Stored data entries:
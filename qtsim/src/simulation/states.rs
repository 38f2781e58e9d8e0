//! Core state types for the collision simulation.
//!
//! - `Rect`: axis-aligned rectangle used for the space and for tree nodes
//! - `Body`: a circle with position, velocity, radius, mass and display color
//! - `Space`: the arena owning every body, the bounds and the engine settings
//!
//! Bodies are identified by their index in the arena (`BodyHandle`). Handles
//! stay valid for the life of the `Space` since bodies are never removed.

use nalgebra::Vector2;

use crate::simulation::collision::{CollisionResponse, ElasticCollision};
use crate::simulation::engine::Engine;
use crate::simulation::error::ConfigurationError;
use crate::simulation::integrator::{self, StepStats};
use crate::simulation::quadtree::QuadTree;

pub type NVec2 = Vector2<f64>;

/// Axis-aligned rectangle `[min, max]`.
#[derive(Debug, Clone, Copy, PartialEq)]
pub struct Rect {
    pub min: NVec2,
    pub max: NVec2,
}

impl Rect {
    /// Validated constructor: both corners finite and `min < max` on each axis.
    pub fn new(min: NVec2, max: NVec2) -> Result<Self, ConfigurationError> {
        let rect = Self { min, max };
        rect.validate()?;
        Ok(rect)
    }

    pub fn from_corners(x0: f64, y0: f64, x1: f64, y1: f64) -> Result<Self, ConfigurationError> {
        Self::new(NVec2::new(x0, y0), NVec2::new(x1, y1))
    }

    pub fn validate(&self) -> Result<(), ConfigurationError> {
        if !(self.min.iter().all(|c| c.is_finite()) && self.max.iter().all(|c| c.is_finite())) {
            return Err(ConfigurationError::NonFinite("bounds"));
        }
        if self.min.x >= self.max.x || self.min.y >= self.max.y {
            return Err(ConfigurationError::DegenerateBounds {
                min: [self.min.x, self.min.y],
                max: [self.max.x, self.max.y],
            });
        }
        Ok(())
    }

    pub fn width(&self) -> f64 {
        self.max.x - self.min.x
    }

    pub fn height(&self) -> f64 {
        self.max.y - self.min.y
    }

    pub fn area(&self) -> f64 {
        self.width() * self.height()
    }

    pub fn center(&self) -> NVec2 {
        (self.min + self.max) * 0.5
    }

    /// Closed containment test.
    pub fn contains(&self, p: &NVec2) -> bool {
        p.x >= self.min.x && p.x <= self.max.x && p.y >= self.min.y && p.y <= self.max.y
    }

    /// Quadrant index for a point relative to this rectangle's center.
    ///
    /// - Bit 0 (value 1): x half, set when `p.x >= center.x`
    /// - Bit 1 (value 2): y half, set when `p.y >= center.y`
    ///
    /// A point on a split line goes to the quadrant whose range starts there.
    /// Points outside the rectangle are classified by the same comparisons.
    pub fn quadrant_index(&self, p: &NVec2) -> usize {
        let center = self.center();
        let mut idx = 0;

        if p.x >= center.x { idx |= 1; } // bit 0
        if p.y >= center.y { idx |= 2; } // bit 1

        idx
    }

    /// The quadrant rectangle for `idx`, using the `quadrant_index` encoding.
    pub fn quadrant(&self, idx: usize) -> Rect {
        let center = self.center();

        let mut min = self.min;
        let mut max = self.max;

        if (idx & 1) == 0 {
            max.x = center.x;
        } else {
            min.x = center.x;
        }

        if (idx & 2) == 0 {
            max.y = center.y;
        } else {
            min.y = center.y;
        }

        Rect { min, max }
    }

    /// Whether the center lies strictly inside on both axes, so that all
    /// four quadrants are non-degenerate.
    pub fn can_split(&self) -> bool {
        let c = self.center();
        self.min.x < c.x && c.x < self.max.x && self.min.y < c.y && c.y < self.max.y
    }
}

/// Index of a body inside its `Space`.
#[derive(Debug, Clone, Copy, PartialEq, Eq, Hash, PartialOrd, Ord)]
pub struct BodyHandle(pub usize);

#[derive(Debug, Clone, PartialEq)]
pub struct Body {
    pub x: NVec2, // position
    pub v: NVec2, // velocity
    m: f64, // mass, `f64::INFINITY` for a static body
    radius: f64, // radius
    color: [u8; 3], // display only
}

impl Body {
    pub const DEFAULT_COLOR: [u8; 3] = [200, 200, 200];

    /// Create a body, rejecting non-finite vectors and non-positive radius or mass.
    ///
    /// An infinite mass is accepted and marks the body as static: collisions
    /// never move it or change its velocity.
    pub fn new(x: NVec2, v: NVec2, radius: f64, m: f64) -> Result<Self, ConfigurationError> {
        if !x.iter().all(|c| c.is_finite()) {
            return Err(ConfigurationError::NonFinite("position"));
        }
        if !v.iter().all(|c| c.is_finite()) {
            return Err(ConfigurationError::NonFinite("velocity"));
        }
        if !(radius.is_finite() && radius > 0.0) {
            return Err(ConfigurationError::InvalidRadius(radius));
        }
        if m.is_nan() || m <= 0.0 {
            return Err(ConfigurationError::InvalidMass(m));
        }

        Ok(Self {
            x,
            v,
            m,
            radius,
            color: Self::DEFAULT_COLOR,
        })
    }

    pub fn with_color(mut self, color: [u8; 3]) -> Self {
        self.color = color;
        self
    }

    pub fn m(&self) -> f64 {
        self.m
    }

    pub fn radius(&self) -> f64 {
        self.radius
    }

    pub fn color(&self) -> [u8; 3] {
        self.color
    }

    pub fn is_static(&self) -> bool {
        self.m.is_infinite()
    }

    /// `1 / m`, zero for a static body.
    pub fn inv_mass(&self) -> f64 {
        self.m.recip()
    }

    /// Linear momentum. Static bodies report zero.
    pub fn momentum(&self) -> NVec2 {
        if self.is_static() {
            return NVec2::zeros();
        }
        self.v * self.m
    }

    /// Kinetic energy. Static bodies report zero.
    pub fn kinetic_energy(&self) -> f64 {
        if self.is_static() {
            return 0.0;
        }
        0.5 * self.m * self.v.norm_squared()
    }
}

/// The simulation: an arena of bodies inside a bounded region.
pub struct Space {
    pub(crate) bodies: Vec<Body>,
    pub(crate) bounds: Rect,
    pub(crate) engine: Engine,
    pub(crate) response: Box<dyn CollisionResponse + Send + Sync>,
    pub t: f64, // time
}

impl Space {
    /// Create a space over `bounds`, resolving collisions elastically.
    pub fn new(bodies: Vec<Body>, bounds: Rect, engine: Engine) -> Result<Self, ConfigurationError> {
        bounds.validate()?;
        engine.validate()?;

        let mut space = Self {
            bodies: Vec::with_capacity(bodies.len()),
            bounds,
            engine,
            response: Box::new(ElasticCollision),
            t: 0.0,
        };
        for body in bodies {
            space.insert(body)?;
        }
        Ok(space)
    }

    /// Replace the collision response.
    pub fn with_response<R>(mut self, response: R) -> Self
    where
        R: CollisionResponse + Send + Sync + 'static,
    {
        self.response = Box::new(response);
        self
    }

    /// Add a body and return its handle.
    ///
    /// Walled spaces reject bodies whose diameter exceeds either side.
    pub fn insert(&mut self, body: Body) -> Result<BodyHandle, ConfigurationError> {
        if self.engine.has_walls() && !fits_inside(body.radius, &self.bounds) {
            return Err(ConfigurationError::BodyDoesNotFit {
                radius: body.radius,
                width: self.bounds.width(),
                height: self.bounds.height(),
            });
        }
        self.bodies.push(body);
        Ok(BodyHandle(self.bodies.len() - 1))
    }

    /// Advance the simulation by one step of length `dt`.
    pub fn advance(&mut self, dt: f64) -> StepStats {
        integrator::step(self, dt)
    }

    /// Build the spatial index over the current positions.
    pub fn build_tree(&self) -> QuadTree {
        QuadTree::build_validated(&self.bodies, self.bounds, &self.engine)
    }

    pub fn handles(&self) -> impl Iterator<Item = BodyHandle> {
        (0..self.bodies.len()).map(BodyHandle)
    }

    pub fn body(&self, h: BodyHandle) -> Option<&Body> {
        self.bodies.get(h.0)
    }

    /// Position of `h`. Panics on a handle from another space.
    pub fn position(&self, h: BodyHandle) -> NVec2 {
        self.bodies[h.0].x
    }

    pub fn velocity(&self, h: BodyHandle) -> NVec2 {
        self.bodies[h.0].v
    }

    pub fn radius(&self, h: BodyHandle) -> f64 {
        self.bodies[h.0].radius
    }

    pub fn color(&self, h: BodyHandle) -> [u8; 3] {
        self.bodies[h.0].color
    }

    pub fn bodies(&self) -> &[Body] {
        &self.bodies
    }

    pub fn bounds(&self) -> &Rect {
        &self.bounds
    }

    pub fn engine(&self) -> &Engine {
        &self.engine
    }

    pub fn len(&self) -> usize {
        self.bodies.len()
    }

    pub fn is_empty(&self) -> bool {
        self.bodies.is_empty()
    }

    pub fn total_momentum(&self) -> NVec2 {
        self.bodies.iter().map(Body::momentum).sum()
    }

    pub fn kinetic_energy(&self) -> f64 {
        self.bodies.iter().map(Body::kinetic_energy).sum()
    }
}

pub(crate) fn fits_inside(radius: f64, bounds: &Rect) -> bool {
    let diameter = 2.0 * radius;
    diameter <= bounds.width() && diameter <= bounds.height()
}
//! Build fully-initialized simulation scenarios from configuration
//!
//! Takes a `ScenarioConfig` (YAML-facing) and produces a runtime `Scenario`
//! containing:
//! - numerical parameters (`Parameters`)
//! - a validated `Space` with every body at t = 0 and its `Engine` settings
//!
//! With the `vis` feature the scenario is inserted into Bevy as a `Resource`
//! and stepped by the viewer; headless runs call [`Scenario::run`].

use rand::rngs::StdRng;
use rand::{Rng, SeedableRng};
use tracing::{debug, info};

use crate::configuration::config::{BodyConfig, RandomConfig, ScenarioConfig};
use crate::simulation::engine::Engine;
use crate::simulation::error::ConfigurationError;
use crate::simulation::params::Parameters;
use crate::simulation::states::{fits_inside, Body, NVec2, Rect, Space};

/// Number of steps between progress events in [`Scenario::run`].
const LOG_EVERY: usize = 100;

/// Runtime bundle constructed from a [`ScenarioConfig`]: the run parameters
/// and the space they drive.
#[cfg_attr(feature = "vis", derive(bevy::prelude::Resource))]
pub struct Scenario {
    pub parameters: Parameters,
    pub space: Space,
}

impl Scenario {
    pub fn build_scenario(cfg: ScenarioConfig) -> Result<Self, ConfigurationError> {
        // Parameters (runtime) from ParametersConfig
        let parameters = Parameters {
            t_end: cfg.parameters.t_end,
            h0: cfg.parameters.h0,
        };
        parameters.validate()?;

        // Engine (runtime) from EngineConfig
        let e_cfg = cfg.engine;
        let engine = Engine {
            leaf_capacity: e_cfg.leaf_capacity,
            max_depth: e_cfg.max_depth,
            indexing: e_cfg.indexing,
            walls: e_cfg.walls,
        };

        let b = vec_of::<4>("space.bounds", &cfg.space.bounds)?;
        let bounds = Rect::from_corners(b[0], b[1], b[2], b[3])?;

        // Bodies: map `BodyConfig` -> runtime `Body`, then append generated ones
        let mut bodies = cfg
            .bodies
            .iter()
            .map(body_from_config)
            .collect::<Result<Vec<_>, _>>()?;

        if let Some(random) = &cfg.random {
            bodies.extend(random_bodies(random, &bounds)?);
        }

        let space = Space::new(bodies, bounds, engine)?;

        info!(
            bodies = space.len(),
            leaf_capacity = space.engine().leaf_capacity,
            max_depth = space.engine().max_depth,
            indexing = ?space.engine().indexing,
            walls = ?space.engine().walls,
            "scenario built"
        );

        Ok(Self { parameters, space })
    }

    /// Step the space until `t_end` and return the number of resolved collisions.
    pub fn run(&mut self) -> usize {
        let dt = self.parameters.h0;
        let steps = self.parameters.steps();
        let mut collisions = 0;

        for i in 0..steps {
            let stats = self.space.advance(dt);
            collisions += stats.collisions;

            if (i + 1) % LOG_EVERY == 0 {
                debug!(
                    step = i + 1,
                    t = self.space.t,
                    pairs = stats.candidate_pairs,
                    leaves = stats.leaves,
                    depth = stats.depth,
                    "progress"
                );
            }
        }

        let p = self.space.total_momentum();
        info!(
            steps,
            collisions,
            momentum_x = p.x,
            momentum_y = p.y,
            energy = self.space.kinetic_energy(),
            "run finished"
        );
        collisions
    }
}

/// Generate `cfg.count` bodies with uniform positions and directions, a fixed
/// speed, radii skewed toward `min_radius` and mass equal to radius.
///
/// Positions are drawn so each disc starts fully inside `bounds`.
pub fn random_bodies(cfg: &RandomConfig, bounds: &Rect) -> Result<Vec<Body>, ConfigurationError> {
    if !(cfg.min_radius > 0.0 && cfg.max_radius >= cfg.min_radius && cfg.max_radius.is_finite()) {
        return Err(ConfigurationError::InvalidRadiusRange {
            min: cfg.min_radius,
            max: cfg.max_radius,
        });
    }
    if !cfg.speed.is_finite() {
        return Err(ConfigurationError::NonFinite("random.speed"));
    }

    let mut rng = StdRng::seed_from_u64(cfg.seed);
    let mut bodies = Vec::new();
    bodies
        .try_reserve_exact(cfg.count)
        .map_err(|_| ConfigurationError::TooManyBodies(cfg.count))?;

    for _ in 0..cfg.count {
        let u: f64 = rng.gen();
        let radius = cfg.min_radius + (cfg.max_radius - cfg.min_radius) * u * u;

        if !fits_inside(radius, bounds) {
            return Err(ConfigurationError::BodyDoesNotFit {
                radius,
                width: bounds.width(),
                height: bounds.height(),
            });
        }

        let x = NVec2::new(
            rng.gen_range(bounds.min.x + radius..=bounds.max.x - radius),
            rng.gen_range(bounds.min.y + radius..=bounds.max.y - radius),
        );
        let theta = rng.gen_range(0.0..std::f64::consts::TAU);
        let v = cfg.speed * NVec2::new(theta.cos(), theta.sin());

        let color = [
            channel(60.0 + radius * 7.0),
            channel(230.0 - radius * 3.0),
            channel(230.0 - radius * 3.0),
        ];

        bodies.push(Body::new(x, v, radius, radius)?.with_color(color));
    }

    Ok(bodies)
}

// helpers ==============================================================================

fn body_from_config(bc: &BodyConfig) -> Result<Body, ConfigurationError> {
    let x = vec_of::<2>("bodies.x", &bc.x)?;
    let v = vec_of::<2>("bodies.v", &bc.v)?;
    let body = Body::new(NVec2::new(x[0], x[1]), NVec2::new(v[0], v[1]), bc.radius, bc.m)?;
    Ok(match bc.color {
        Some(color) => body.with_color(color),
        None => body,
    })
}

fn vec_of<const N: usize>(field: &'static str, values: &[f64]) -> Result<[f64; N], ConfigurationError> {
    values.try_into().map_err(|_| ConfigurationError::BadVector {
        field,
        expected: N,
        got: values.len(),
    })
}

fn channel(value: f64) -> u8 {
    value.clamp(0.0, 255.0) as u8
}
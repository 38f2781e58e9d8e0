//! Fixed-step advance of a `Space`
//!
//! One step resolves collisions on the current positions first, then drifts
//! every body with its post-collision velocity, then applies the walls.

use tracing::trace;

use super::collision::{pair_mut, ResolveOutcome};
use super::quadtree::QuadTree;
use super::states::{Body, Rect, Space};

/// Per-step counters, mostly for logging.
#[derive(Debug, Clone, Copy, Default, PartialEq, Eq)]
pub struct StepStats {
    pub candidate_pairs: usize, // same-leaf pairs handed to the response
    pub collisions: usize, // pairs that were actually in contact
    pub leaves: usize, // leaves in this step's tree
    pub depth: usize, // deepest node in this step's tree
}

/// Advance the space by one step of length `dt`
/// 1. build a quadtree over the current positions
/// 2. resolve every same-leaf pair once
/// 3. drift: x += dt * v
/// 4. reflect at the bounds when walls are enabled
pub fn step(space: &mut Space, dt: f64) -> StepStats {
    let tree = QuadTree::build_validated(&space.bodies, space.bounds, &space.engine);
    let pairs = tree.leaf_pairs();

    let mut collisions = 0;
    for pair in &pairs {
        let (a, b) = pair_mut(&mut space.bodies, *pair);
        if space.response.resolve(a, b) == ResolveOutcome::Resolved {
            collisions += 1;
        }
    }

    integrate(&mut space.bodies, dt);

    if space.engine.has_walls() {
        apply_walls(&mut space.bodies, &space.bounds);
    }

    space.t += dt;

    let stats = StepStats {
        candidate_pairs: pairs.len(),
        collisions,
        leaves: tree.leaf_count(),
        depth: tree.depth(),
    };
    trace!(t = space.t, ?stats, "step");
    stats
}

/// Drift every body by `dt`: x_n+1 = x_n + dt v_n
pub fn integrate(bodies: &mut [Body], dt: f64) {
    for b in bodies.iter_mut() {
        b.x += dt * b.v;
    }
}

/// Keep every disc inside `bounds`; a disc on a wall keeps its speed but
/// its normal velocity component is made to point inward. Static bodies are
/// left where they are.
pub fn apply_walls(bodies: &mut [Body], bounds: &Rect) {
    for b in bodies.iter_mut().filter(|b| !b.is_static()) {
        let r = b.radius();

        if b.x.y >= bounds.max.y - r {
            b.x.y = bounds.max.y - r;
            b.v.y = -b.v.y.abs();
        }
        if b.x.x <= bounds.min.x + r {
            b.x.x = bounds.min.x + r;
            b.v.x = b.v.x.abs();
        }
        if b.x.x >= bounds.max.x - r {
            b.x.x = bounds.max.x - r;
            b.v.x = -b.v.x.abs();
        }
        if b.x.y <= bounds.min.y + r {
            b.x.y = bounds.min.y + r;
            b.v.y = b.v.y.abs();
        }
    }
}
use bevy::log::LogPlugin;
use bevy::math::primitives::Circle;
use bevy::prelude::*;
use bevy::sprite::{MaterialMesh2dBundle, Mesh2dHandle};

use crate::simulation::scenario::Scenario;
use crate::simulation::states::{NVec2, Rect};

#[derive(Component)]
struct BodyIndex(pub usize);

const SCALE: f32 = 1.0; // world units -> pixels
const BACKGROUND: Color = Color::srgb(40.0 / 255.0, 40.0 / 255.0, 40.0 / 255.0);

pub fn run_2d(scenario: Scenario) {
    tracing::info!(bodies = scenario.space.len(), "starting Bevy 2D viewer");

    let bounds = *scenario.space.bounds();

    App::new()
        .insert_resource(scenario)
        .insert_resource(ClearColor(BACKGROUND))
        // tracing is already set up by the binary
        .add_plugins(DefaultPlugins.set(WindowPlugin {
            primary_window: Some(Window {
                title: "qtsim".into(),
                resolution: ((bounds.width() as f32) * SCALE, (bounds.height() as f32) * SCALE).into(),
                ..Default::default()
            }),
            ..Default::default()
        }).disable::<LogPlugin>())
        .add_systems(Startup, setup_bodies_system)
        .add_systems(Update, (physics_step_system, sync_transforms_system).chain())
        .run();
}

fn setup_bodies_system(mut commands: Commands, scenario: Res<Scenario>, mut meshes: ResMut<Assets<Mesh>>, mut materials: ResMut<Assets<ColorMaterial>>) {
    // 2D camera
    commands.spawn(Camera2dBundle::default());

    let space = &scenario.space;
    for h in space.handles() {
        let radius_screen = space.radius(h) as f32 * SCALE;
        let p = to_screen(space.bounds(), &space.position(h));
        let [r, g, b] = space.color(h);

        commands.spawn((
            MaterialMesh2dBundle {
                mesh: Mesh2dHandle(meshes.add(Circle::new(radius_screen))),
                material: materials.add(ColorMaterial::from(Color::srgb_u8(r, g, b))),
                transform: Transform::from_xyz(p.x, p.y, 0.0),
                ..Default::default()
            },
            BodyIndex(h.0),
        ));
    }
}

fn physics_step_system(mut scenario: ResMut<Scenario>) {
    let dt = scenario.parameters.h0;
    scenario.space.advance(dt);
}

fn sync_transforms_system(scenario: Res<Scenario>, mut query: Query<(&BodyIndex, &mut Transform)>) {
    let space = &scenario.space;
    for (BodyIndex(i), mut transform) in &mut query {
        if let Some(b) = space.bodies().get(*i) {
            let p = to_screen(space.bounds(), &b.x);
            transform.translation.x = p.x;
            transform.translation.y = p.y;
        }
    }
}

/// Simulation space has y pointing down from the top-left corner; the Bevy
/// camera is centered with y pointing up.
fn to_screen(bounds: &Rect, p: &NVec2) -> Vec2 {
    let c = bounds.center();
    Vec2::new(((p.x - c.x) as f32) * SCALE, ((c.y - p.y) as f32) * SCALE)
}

» WHAT IS BEING ASKED: Report all lines of the data above that include the string "leaves".

» SOLUTION:
                    leaves = stats.leaves,
    pub leaves: usize, // leaves in this step's tree
        leaves: tree.leaf_count(),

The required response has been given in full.